図１は，細胞を分類可能な遺伝子の選出方法を行うための処理装置のブロック図である。FIG. 1 is a block diagram of a processing device for selecting a gene capable of classifying cells. 図２は，細胞を分類可能な遺伝子の選出方法の工程図である。FIG. 2 is a process diagram of a method for selecting a gene capable of classifying cells. 図３は，あるｍＲＮＡ（エノラーゼ）の個別細胞での発現量分布を示すヒストグラムである。FIG. 3 is a histogram showing the expression level distribution of a certain mRNA (enolase) in individual cells. 図４は，主成分分析の結果を示す図面に替わるグラフである。FIG. 4 is a graph that replaces the drawing showing the results of principal component analysis. 図５は，ＭＡプロットを示す図面に替わるグラフである。FIG. 5 is a graph that replaces the drawing showing the MA plot.

以下，図面を用いて本発明を実施するための形態について説明する。本発明は，以下に説明する形態に限定されるものではなく，以下の形態から当業者が自明な範囲で適宜修正したものも含む。図１は，細胞を分類可能な遺伝子の選出方法を行うための処理装置のブロック図であり，図２は，細胞を分類可能な遺伝子の選出方法の工程図である。 Hereinafter, embodiments for carrying out the present invention will be described with reference to the drawings. The present invention is not limited to the forms described below, but also includes those modified from the following forms to the extent apparent to those skilled in the art. FIG. 1 is a block diagram of a processing device for performing a method for selecting a gene capable of classifying cells, and FIG. 2 is a process diagram of a method for selecting a gene capable of classifying cells.

この発明の第１の側面は，細胞を分類可能な遺伝子の選出方法に関する。
この方法は，発現量分布算出工程と，分布分析工程と，分類可能遺伝子初期候補選出工程とを含む。
発現量分布算出工程は，複数の細胞のトランスクリプトームデータから，複数の遺伝子について複数の個別細胞の発現量分布を求める工程である。
分布分析工程は，複数の個別細胞の発現量分布が複数の分布の山を有するか判定する工程である。
分類可能遺伝子初期候補選出工程は，分布分析工程で複数の分布の山を有すると判定された遺伝子を，細胞を分類可能な遺伝子の初期候補として選出する工程である。 The first aspect of the present invention relates to a method for selecting a gene capable of classifying cells.
This method includes an expression level distribution calculation step, a distribution analysis step, and a classifier initial candidate selection step.
The expression level distribution calculation step is a step of obtaining the expression level distribution of a plurality of individual cells for a plurality of genes from transcriptome data of a plurality of cells.
The distribution analysis step is a step of determining whether the expression level distribution of a plurality of individual cells has a mountain of a plurality of distributions.
The process of selecting an initial candidate for a classifiable gene is a process of selecting a gene determined to have a plurality of peaks of distribution in the distribution analysis process as an initial candidate for a gene that can classify cells.
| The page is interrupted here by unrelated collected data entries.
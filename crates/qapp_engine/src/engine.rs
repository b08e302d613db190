use std::sync::{mpsc, Arc, Mutex, PoisonError};
use std::thread;
use std::time::Duration;

use qapp_logging::{poll_tick, qapp_debug, qapp_info, with_poll_tick};
use thiserror::Error;

use crate::{
    fetch_identity, resolve_archive, ApiClient, ApiSettings, EngineEvent, FetchError, HostBridge,
    JobApi, NewJobRequest, TabId,
};

pub type Clock = Arc<dyn Fn() -> String + Send + Sync>;

#[derive(Clone)]
pub struct EngineConfig {
    pub api: ApiSettings,
    pub bridge: Arc<dyn HostBridge>,
    /// Timestamp label attached to lookups and resolutions.
    pub clock: Clock,
}

#[derive(Debug, Error)]
pub enum EngineError {
    #[error("could not start async runtime: {0}")]
    Runtime(#[from] std::io::Error),
    #[error("could not build api client: {0}")]
    Client(#[from] FetchError),
}

enum EngineCommand {
    SubmitJob(NewJobRequest),
    FetchJobs,
    FetchJobRecord { job_id: String },
    LookupArchive { url: String },
    ResolveContent {
        tab_id: TabId,
        generation: u64,
        path: String,
    },
    FetchIdentity,
}

struct Services {
    api: ApiClient,
    bridge: Arc<dyn HostBridge>,
    clock: Clock,
}

/// Front of the IO thread. Commands are queued and run concurrently on a
/// tokio runtime; each produces exactly one [`EngineEvent`]. A command's log
/// lines carry the poll tick of the thread that sent it.
#[derive(Clone)]
pub struct EngineHandle {
    cmd_tx: mpsc::Sender<(u64, EngineCommand)>,
    event_rx: Arc<Mutex<mpsc::Receiver<EngineEvent>>>,
}

impl EngineHandle {
    pub fn new(config: EngineConfig) -> Result<Self, EngineError> {
        let runtime = tokio::runtime::Builder::new_multi_thread()
            .enable_all()
            .thread_name("qapp-engine")
            .build()?;
        let services = Arc::new(Services {
            api: ApiClient::new(config.api)?,
            bridge: config.bridge,
            clock: config.clock,
        });

        let (cmd_tx, cmd_rx) = mpsc::channel();
        let (event_tx, event_rx) = mpsc::channel();

        thread::spawn(move || {
            while let Ok((tick, command)) = cmd_rx.recv() {
                let services = services.clone();
                let event_tx = event_tx.clone();
                runtime.spawn(with_poll_tick(tick, async move {
                    let event = handle_command(&services, command).await;
                    let _ = event_tx.send(event);
                }));
            }
            qapp_info!("engine command channel closed");
        });

        Ok(Self {
            cmd_tx,
            event_rx: Arc::new(Mutex::new(event_rx)),
        })
    }

    fn send(&self, command: EngineCommand) {
        if self.cmd_tx.send((poll_tick(), command)).is_err() {
            qapp_debug!("engine thread gone, command dropped");
        }
    }

    pub fn submit_job(&self, request: NewJobRequest) {
        self.send(EngineCommand::SubmitJob(request));
    }

    pub fn fetch_jobs(&self) {
        self.send(EngineCommand::FetchJobs);
    }

    pub fn fetch_job_record(&self, job_id: impl Into<String>) {
        self.send(EngineCommand::FetchJobRecord {
            job_id: job_id.into(),
        });
    }

    pub fn lookup_archive(&self, url: impl Into<String>) {
        self.send(EngineCommand::LookupArchive { url: url.into() });
    }

    pub fn resolve_content(&self, tab_id: TabId, generation: u64, path: impl Into<String>) {
        self.send(EngineCommand::ResolveContent {
            tab_id,
            generation,
            path: path.into(),
        });
    }

    pub fn fetch_identity(&self) {
        self.send(EngineCommand::FetchIdentity);
    }

    pub fn try_recv(&self) -> Option<EngineEvent> {
        self.event_rx
            .lock()
            .unwrap_or_else(PoisonError::into_inner)
            .try_recv()
            .ok()
    }

    pub fn recv_timeout(&self, timeout: Duration) -> Option<EngineEvent> {
        self.event_rx
            .lock()
            .unwrap_or_else(PoisonError::into_inner)
            .recv_timeout(timeout)
            .ok()
    }
}

async fn handle_command(services: &Services, command: EngineCommand) -> EngineEvent {
    match command {
        EngineCommand::SubmitJob(request) => EngineEvent::JobSubmitted {
            result: services.api.submit_job(&request).await,
        },
        EngineCommand::FetchJobs => EngineEvent::JobsFetched {
            result: services.api.list_jobs().await,
        },
        EngineCommand::FetchJobRecord { job_id } => {
            let result = services.api.job_record(&job_id).await;
            EngineEvent::JobRecordFetched { job_id, result }
        }
        EngineCommand::LookupArchive { url } => {
            let result = services.api.lookup_archive(&url).await;
            EngineEvent::ArchiveLookedUp {
                url,
                result,
                at: (services.clock)(),
            }
        }
        EngineCommand::ResolveContent {
            tab_id,
            generation,
            path,
        } => {
            let resolution = resolve_archive(&services.api, &path).await;
            EngineEvent::ContentResolved {
                tab_id,
                generation,
                resolution,
                at: (services.clock)(),
            }
        }
        EngineCommand::FetchIdentity => EngineEvent::IdentityFetched {
            result: fetch_identity(services.bridge.as_ref()).await,
        },
    }
}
この発明の第１の側面の好ましい態様は，分類可能遺伝子候補選出工程を更に含むものである。細胞を分類可能な遺伝子の初期候補の定量的分類を行い，複数の分布の山に含まれる第１の山と第２の山とが定量的分類において分離可能か否か判定し，分離可能なものを，細胞を分類可能な遺伝子の候補として選出するものである。定量的分類は，主成分分析を含むものが好ましい。 A preferred embodiment of the first aspect of the present invention further comprises a step of selecting classifiable gene candidates. Quantitative classification of initial candidates of genes that can classify cells is performed, and it is determined whether the first mountain and the second mountain contained in the mountains of multiple distributions can be separated in the quantitative classification, and the cells can be separated. Those are selected as candidates for genes that can classify cells. Quantitative classification preferably includes principal component analysis.

この発明の第１の側面の好ましい態様は，複数の分布の山に含まれる第１の山と第２の山に含まれる細胞群をそれぞれ主成分１及び主成分２としたときに，主成分１及び主成分２のＭＡプロットにおいて，Ａの所定値以上の位置において，主成分１及び主成分２を分離することができるか否か判定し，分離可能なものを，細胞を分類可能な遺伝子として選出するものである。 A preferred embodiment of the first aspect of the present invention is that when the cell groups contained in the first mountain and the second mountain contained in the mountains having a plurality of distributions are the main component 1 and the main component 2, respectively. In the MA plot of 1 and the main component 2, it is determined whether or not the main component 1 and the main component 2 can be separated at a position equal to or higher than the predetermined value of A, and the separable gene is a gene capable of classifying cells. It is to be elected as.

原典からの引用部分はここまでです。